DP obsessing over bouncer, weird bully behaviour?

483 replies

SweetMaryHell · 26/10/2021 08:10

This has been bothering me since weekend. Been with “dp” for 7 months. On Saturday night we went out for a few drinks. DP nudged me at one point and told me to look at the bouncer stood near the door. I looked, turned back to Dp and said “what about him?”. He burst out laughing and said “look at his crotch” 🤔 so I looked … slightly unusual but as a nurse I know there are many conditions that could present like this so shrugged my shoulders and said something like “so what”. DP continued laughing at kept telling me to look again. I was getting irritated and told him to stop being weird so he said “he must have socks stuffed down his trousers!” I asked him to stop going on about it.
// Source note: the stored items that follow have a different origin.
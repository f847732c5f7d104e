use core::{
    pin::Pin,
    task::{Context, Poll},
};
use futures::Stream;
use pin_project_lite::pin_project;
use tokio_util::sync::{CancellationToken, DropGuard};

pin_project! {
    /// A response stream that cancels its session when tonic drops it.
    ///
    /// tonic drops the response body when the client disconnects or cancels
    /// the call. Holding a [`DropGuard`] here turns that drop into a
    /// cancellation the session loop can observe at its next suspension
    /// point.
    pub struct CancelOnDrop<S> {
        #[pin]
        inner: S,
        _guard: DropGuard,
    }
}

impl<S> CancelOnDrop<S> {
    pub fn new(inner: S, token: CancellationToken) -> Self {
        Self {
            inner,
            _guard: token.drop_guard(),
        }
    }
}

impl<S: Stream> Stream for CancelOnDrop<S> {
    type Item = S::Item;

    fn poll_next(self: Pin<&mut Self>, cx: &mut Context<'_>) -> Poll<Option<S::Item>> {
        self.project().inner.poll_next(cx)
    }

    fn size_hint(&self) -> (usize, Option<usize>) {
        self.inner.size_hint()
    }
}

#[cfg(test)]
mod tests {
    use super::*;
    use futures::StreamExt;

    #[tokio::test]
    async fn dropping_the_stream_cancels_the_token() {
        let token = CancellationToken::new();
        let mut stream = CancelOnDrop::new(futures::stream::iter([1, 2]), token.clone());

        assert_eq!(stream.next().await, Some(1));
        assert!(!token.is_cancelled());

        drop(stream);
        assert!(token.is_cancelled());
    }

    #[tokio::test]
    async fn exhausting_the_stream_does_not_cancel() {
        let token = CancellationToken::new();
        let stream = CancelOnDrop::new(futures::stream::iter([1, 2, 3]), token.clone());
        let mut stream = Box::pin(stream);
        let mut seen = Vec::new();
        while let Some(v) = stream.next().await {
            seen.push(v);
        }
        assert_eq!(seen, vec![1, 2, 3]);
        assert!(!token.is_cancelled());
    }
}
use roam_tonic_core::roam::{Coordinate, Paced, PacedPathTokioExt, TokioSleep};
use std::time::Instant;

/// The per-call state of one location stream.
///
/// A session is created for every accepted request and owns its path
/// outright: the running position and remaining step count live inside
/// `path` and are never shared with another call. The session is consumed by
/// [`feed_locations`](super::coordinator::feed_locations) and dropped when
/// the stream ends for any reason. Who the session belongs to is recorded on
/// the tracing span it runs in, not here.
pub struct StreamSession<P> {
    pub path: P,
    pub started: Instant,
}

impl<I> StreamSession<Paced<I, TokioSleep>>
where
    I: Iterator<Item = Coordinate>,
{
    /// Starts a session that releases one point of `path` every `interval`.
    pub fn paced(path: I, interval: core::time::Duration) -> Self {
        Self {
            path: path.paced_tokio(interval),
            started: Instant::now(),
        }
    }
}

/// How a session ended.
#[derive(Debug, Clone, Copy, PartialEq, Eq)]
pub enum SessionOutcome {
    /// Every point of the path was delivered.
    Completed { emitted: usize },
    /// The client went away or cancelled; no further points were produced.
    Cancelled { emitted: usize },
    /// The server began shutting down while the session was running.
    Shutdown { emitted: usize },
}

impl SessionOutcome {
    /// Number of points handed to the response channel.
    pub const fn emitted(&self) -> usize {
        match *self {
            Self::Completed { emitted } | Self::Cancelled { emitted } | Self::Shutdown { emitted } => {
                emitted
            }
        }
    }

    pub const fn as_str(&self) -> &'static str {
        match self {
            Self::Completed { .. } => "completed",
            Self::Cancelled { .. } => "cancelled",
            Self::Shutdown { .. } => "shutdown",
        }
    }
}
He then told me to look at bouncers face. Getting really bored of this now I asked what his problem was with this guy, he replied “he looks like Gru from Despicable Me!”. Ok … tried to change the subject and saw that he was taking photos of this bloke. I swear he paid more attention to this guy than he did to me during the whole evening. He just wouldn’t stop banging on about him, even suggested he ask him for a selfie. I told him I was leaving in the end as he just wouldn’t talk about anything else. Kept going on and on about his crotch and nose.
Long story short, we got back to my place and I went to bed. Heard him giggling, turned out he’d taken numerous photos of this bloke as well as zoomed in photos of his crotch. I told him he was out of order and went to sleep.
Next morning I thought maybe I should give him some leeway as he was drunk but still wanted to say something. I asked him why he kept going on about the bouncer night before and why he’d taken photos. He burst out laughing and started asking if I thought he’d stuffed something down his trousers. I said something along the lines of “I think you’re a bit of a bully to be honest and I don’t like this side of you”. He acted shocked and gave it the whole “woah! Where is this coming from? Did you fancy him or something?” So I reminded him that I wasn’t the one staring at his crotch all night!!!

In hindsight he’s shown signs of this bullying attitude in the past. One time loudly whispered that my hairdresser had a massive nose (loud enough for her to hear if she had good hearing) and then kept going on about her looking like Alice Cooper. On another occasion he loudly “whispered” taking the piss out of the way a caretaker had said a certain word. Again loud enough for him to hear if he had good hearing.

After the whole bouncer thing I’m thinking of calling the whole thing off. He made me feel really uncomfortable and I felt he was cruel to this bloke (he’d also said he was going to upload the photos to Facebook).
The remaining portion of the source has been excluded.